Morales vuelve a ser el opositor de hace más de dos décadas, pero esta vez contra su propio partido y por un tema de estricta ambición personal. Del otro lado, los mismos que hace un par de años defendían el derecho humano del exmandatario a ser reelegido y que antes habían cerrado filas contra el voto de la mayoría de los bolivianos en el referéndum del 21F, utilizan los mismos argumentos esgrimidos por la oposición de ayer para asegurar que su nuevo jefe sea el candidato único.
El “evismo” llevó la batalla a los caminos, el escenario de origen de su nacimiento como organización política y al Tribunal Constitucional, un símbolo del manoseo gubernamental desde hace 17 años, de la burla de la legalidad y de la decadencia institucional en el país.
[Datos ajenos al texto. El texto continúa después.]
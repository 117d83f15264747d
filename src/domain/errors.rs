//! Domain error types
//!
//! This module defines the error hierarchy for DK Bridge. Errors are grouped by
//! the collaborator that raises them (source service, payload mapper, Unify
//! session) and roll up into [`BridgeError`]. None of them expose third-party
//! client types.

use std::fmt;
use thiserror::Error;

/// Main DK Bridge error type
///
/// This is the primary error type used throughout the application.
/// It wraps the collaborator-specific error types and adds the ambient
/// categories (configuration, I/O, serialization).
#[derive(Debug, Error)]
pub enum BridgeError {
    /// Configuration-related errors
    #[error("Configuration error: {0}")]
    Configuration(String),

    /// Source data service errors
    #[error("Source error: {0}")]
    Source(#[from] SourceError),

    /// Payload mapping errors
    #[error("Mapping error: {0}")]
    Mapping(#[from] MappingError),

    /// Unify platform errors
    #[error("Unify error: {0}")]
    Unify(#[from] UnifyError),

    /// Validation errors
    #[error("Validation error: {0}")]
    Validation(String),

    /// Serialization/deserialization errors
    #[error("Serialization error: {0}")]
    Serialization(String),

    /// I/O errors
    #[error("I/O error: {0}")]
    Io(String),
}

/// Source data service errors
///
/// Raised while resolving a report name to a batch and fetching its data.
#[derive(Debug, Error)]
pub enum SourceError {
    /// No report matches the requested name
    #[error("No report found with name: {0}")]
    ReportNotFound(String),

    /// The report has no executed batches
    #[error("No batches found for report ID: {0}")]
    BatchNotFound(String),

    /// More than one candidate matched under the `unique` selection policy
    #[error("Ambiguous {what}: {count} candidates match")]
    Ambiguous { what: String, count: usize },

    /// The service could not be reached or answered with an error
    #[error("Source service unavailable: {0}")]
    Unavailable(String),

    /// The service answered, but the payload is not usable
    #[error("Malformed dataset: {0}")]
    MalformedDataset(String),
}

impl SourceError {
    /// True for the "report or batch does not exist" family
    pub fn is_not_found(&self) -> bool {
        matches!(
            self,
            SourceError::ReportNotFound(_) | SourceError::BatchNotFound(_)
        )
    }
}

/// Payload mapping errors
#[derive(Debug, Error)]
pub enum MappingError {
    /// A dimension label has no corresponding hierarchy node
    #[error("Cannot map dimension label '{label}': {reason}")]
    UnmappableDimension { label: String, reason: String },

    /// A configured column is absent from the dataset header
    #[error("Dataset has no column named '{0}'")]
    MissingColumn(String),

    /// The dataset carries no rows to build members from
    #[error("Dataset contains no rows")]
    EmptyDataset,

    /// The hierarchy catalog could not be loaded
    #[error("Hierarchy catalog error: {0}")]
    Catalog(String),
}

/// Unify platform errors
///
/// Errors that occur while talking to the Unify report builder API.
#[derive(Debug, Error)]
pub enum UnifyError {
    /// Login was rejected or could not be performed
    #[error("Authentication failed: {message}")]
    AuthenticationFailed {
        status: Option<u16>,
        message: String,
    },

    /// An authenticated call was attempted before a successful login
    #[error("Session is not authenticated; call login() first")]
    NotAuthenticated,

    /// The platform rejected the report definition
    #[error("Save rejected with status {status}: {body}")]
    SaveRejected { status: u16, body: String },

    /// Transport-level failure
    #[error("Failed to connect to Unify: {0}")]
    Connection(String),

    /// The platform answered 2xx with an unusable body
    #[error("Invalid response from Unify: {0}")]
    InvalidResponse(String),
}

/// Pipeline stage a migration failure originated from
#[derive(Debug, Clone, Copy, PartialEq, Eq)]
pub enum Stage {
    Resolve,
    Map,
    Login,
    Save,
}

impl Stage {
    pub fn as_str(&self) -> &'static str {
        match self {
            Stage::Resolve => "resolve",
            Stage::Map => "map",
            Stage::Login => "login",
            Stage::Save => "save",
        }
    }
}

impl fmt::Display for Stage {
    fn fmt(&self, f: &mut fmt::Formatter<'_>) -> fmt::Result {
        f.write_str(self.as_str())
    }
}

/// A failed migration run, tagged with the stage that failed
#[derive(Debug, Error)]
#[error("{stage} stage failed: {source}")]
pub struct MigrationError {
    pub stage: Stage,
    #[source]
    pub source: BridgeError,
}

impl MigrationError {
    pub fn new(stage: Stage, source: impl Into<BridgeError>) -> Self {
        Self {
            stage,
            source: source.into(),
        }
    }

    pub fn exit_code(&self) -> i32 {
        self.source.exit_code()
    }
}

impl BridgeError {
    /// Process exit code for this error
    ///
    /// 2 configuration, 3 source or mapping, 4 authentication or connection,
    /// 5 save rejected and anything else.
    pub fn exit_code(&self) -> i32 {
        match self {
            BridgeError::Configuration(_) => 2,
            BridgeError::Source(_) | BridgeError::Mapping(_) | BridgeError::Validation(_) => 3,
            BridgeError::Unify(
                UnifyError::AuthenticationFailed { .. }
                | UnifyError::NotAuthenticated
                | UnifyError::Connection(_),
            ) => 4,
            BridgeError::Unify(UnifyError::SaveRejected { .. } | UnifyError::InvalidResponse(_))
            | BridgeError::Serialization(_)
            | BridgeError::Io(_) => 5,
        }
    }
}

// Conversion from std::io::Error
impl From<std::io::Error> for BridgeError {
    fn from(err: std::io::Error) -> Self {
        BridgeError::Io(err.to_string())
    }
}

// Conversion from serde_json::Error
impl From<serde_json::Error> for BridgeError {
    fn from(err: serde_json::Error) -> Self {
        BridgeError::Serialization(err.to_string())
    }
}

// Conversion from toml parse errors
impl From<toml::de::Error> for BridgeError {
    fn from(err: toml::de::Error) -> Self {
        BridgeError::Configuration(format!("TOML parse error: {err}"))
    }
}
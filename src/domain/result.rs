//! Result type alias for DK Bridge
//!
//! This module provides a convenient Result type alias that uses BridgeError
//! as the error type.

use super::errors::BridgeError;

/// Result type alias for DK Bridge operations
///
/// # Examples
///
/// ```
/// use dkbridge::domain::result::Result;
/// use dkbridge::domain::errors::BridgeError;
///
/// fn example_function() -> Result<String> {
///     Ok("success".to_string())
/// }
///
/// fn failing_function() -> Result<()> {
///     Err(BridgeError::Validation("Invalid input".to_string()))
/// }
/// ```
pub type Result<T> = std::result::Result<T, BridgeError>;
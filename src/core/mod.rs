//! Core business logic for DK Bridge.
//!
//! # Modules
//!
//! - [`resolve`] - report name → report → batch → dataset
//! - [`mapping`] - dataset → Unify report definition
//! - [`migrate`] - orchestration of the full pipeline
//!
//! # Migration Workflow
//!
//! 1. **Resolve**: look up the DK report and pick a batch
//! 2. **Map**: resolve each dimension label through the hierarchy catalog and
//!    build the definition
//! 3. **Login**: open a Unify session
//! 4. **Save**: submit the definition
//!
//! # Example
//!
//! ```rust,no_run
//! use dkbridge::config::load_config;
//! use dkbridge::core::migrate::MigrationOrchestrator;
//!
//! # async fn example() -> Result<(), Box<dyn std::error::Error>> {
//! let config = load_config("dkbridge.toml")?;
//! let mut orchestrator = MigrationOrchestrator::from_config(&config)?;
//!
//! let saved = orchestrator.run(&config.source.report_name).await?;
//! println!("Unify report id: {:?}", saved.report_id);
//! # Ok(())
//! # }
//! ```

pub mod mapping;
pub mod migrate;
pub mod resolve;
La guerra en el MAS, como antes las acciones en contra de líderes opositores, dejan al descubierto nuevamente que los caprichos se imponen a las normas y que ya no queda nada en pie que se parezca al estado de derecho.
La farsa contamina los discursos de ambos bandos. Mientras unos acusan a los otros de traición y de derechización, los “arcistas” se defienden y aseguran que sus adversarios convulsionan el país por defender intereses personales. Representan, ambos, los papeles de obras ya remotas y todo con el fin de copar una escena política nacional, en el que el resto, incluida la “verdadera” oposición, permanezca como espectador.
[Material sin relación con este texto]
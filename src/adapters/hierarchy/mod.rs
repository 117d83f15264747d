//! Unify hierarchy catalog
//!
//! The mapper cannot derive a member id from a DK label alone: the id encodes
//! the node's whole ancestor chain, and leaf names repeat across branches. The
//! catalog is the lookup that bridges the two.

pub mod catalog;

pub use catalog::StaticHierarchyCatalog;

use crate::domain::HierarchyNode;

/// Lookup of target hierarchy nodes by leaf label
pub trait HierarchyCatalog: Send + Sync {
    /// Every node of `dimension` whose leaf name matches `label`, in a stable order
    fn lookup(&self, dimension: &str, label: &str) -> Vec<HierarchyNode>;
}
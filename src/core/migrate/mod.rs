//! Migration pipeline
//!
//! - [`orchestrator`] - resolve → map → login → save
//! - [`summary`] - per-run summary

pub mod orchestrator;
pub mod summary;

pub use orchestrator::MigrationOrchestrator;
pub use summary::MigrationSummary;

use crate::domain::{BatchHandle, ReportDefinition, ReportHandle};

/// A built definition ready for submission
#[derive(Debug, Clone)]
pub struct MigrationPlan {
    pub report: ReportHandle,
    pub batch: BatchHandle,

    /// Rows in the source batch
    pub row_count: usize,

    pub definition: ReportDefinition,

    /// SHA-256 of `definition`'s JSON
    pub fingerprint: String,
}
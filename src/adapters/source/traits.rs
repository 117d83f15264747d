//! DK source service trait definition
//!
//! The `SourceDataService` trait abstracts where DK report metadata and batch
//! data come from, so the resolver can run against the DK REST service, an
//! export directory, or an in-memory fixture.

use crate::domain::ids::{BatchId, ReportId};
use crate::domain::{BatchRecord, Dataset, ReportRecord, SourceError};
use async_trait::async_trait;
use std::fmt;

/// Serialization requested from the service for batch data
#[derive(Debug, Clone, Copy, PartialEq, Eq, Default)]
pub enum DataFormat {
    /// Comma-delimited with a header row
    #[default]
    Csv,
}

impl DataFormat {
    pub fn as_str(&self) -> &'static str {
        match self {
            DataFormat::Csv => "csv",
        }
    }
}

impl fmt::Display for DataFormat {
    fn fmt(&self, f: &mut fmt::Formatter<'_>) -> fmt::Result {
        f.write_str(self.as_str())
    }
}

/// Trait for DK source service implementations
///
/// Lookups return the service's lists as-is, in service order; empty lists
/// are not errors at this level. Any failure to reach the service or to decode
/// its answer is a [`SourceError::Unavailable`] or
/// [`SourceError::MalformedDataset`].
///
/// # Example
///
/// ```no_run
/// use dkbridge::adapters::source::{DataFormat, SourceDataService};
///
/// # use dkbridge::domain::SourceError;
/// # async fn example(source: &dyn SourceDataService) -> Result<(), SourceError> {
/// let reports = source.lookup_reports("Coffee Sales").await?;
/// if let Some(report) = reports.first() {
///     let batches = source.lookup_batches(&report.report_id).await?;
///     if let Some(batch) = batches.first() {
///         let dataset = source.fetch_data(&batch.schedule_event_id, DataFormat::Csv).await?;
///         println!("{} rows", dataset.len());
///     }
/// }
/// # Ok(())
/// # }
/// ```
#[async_trait]
pub trait SourceDataService: Send + Sync {
    /// All reports registered under `name`
    async fn lookup_reports(&self, name: &str) -> Result<Vec<ReportRecord>, SourceError>;

    /// All executed batches of a report
    async fn lookup_batches(&self, report_id: &ReportId) -> Result<Vec<BatchRecord>, SourceError>;

    /// Tabular output of one batch
    async fn fetch_data(&self, batch_id: &BatchId, format: DataFormat)
        -> Result<Dataset, SourceError>;

    /// Where the data comes from, for logs
    fn location(&self) -> &str;
}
Morales apuesta por una imposible reiteración de la historia en la que fue él quien desempeñó el papel de líder de los débiles e inventa un nuevo enemigo, su propio heredero, al que pretende convertir en el Judas de lo que parece ser una de las últimas cenas de “apóstoles” que vacilan en la orientación de sus lealtades.
Es una disputa que se reduce a saber quién ocupará el lugar del elegido, en la que ninguno de protagonistas gana. Morales, porque no recuperará el espacio que ocupaba en el pasado; y Arce, porque no podrá convencer a quienes apoyan a su exaliado de que él es la única alternativa.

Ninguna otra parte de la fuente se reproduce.